Collect the lines of the entries where "their" shows up.

..............................

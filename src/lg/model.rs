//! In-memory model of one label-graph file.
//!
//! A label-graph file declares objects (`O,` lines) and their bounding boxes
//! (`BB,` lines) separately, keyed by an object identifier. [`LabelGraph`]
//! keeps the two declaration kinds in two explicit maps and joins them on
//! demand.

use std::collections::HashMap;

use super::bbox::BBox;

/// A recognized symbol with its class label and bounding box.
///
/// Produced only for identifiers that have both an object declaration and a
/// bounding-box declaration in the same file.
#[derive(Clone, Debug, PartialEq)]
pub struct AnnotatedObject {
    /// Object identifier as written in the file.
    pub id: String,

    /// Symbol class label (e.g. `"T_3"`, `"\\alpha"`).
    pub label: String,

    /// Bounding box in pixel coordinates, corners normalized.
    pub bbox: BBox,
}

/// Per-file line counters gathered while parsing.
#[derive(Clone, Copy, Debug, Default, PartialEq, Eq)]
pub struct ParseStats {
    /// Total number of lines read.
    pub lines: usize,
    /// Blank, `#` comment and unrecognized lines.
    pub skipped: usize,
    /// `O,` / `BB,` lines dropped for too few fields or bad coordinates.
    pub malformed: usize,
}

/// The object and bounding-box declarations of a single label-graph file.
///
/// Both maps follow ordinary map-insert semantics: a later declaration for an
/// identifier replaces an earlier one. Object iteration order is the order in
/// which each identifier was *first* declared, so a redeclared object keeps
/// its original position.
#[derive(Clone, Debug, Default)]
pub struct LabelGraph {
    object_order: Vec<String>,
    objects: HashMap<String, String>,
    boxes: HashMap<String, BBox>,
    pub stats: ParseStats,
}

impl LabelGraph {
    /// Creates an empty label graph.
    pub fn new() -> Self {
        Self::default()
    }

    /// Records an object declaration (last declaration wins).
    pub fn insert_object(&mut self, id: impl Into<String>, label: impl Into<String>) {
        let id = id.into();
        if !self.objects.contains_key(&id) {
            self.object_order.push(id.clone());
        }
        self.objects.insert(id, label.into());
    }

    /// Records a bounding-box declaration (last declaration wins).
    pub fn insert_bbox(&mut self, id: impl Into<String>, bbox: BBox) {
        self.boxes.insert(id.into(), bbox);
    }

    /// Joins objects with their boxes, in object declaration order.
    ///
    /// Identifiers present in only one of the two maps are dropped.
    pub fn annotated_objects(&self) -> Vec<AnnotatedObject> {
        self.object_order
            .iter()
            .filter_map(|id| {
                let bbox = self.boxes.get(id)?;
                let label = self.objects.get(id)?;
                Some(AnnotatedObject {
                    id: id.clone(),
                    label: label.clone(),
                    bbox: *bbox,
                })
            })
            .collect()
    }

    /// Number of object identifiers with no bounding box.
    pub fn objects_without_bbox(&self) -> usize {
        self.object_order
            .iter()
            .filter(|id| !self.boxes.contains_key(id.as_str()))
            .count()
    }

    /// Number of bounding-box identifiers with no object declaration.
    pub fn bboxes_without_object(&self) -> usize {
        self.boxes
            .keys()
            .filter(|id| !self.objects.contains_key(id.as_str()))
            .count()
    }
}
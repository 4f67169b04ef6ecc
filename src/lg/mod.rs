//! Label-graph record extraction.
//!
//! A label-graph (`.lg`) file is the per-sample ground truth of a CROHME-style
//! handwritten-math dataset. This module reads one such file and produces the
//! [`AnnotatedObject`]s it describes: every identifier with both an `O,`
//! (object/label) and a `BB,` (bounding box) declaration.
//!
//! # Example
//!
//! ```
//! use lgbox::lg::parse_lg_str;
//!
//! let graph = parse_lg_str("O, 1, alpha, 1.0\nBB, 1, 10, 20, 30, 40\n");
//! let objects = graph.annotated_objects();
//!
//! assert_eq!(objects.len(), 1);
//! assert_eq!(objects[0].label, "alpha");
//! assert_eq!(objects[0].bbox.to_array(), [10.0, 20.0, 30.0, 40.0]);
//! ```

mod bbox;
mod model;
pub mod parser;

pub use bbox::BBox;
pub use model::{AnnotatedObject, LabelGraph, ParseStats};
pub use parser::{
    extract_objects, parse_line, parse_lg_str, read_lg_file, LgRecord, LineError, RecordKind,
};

..............................

- **EXERCISE SOLUTION**
//! A label-graph file declares objects (`O,` lines) and their bounding boxes
    /// Joins objects with their boxes, in object declaration order.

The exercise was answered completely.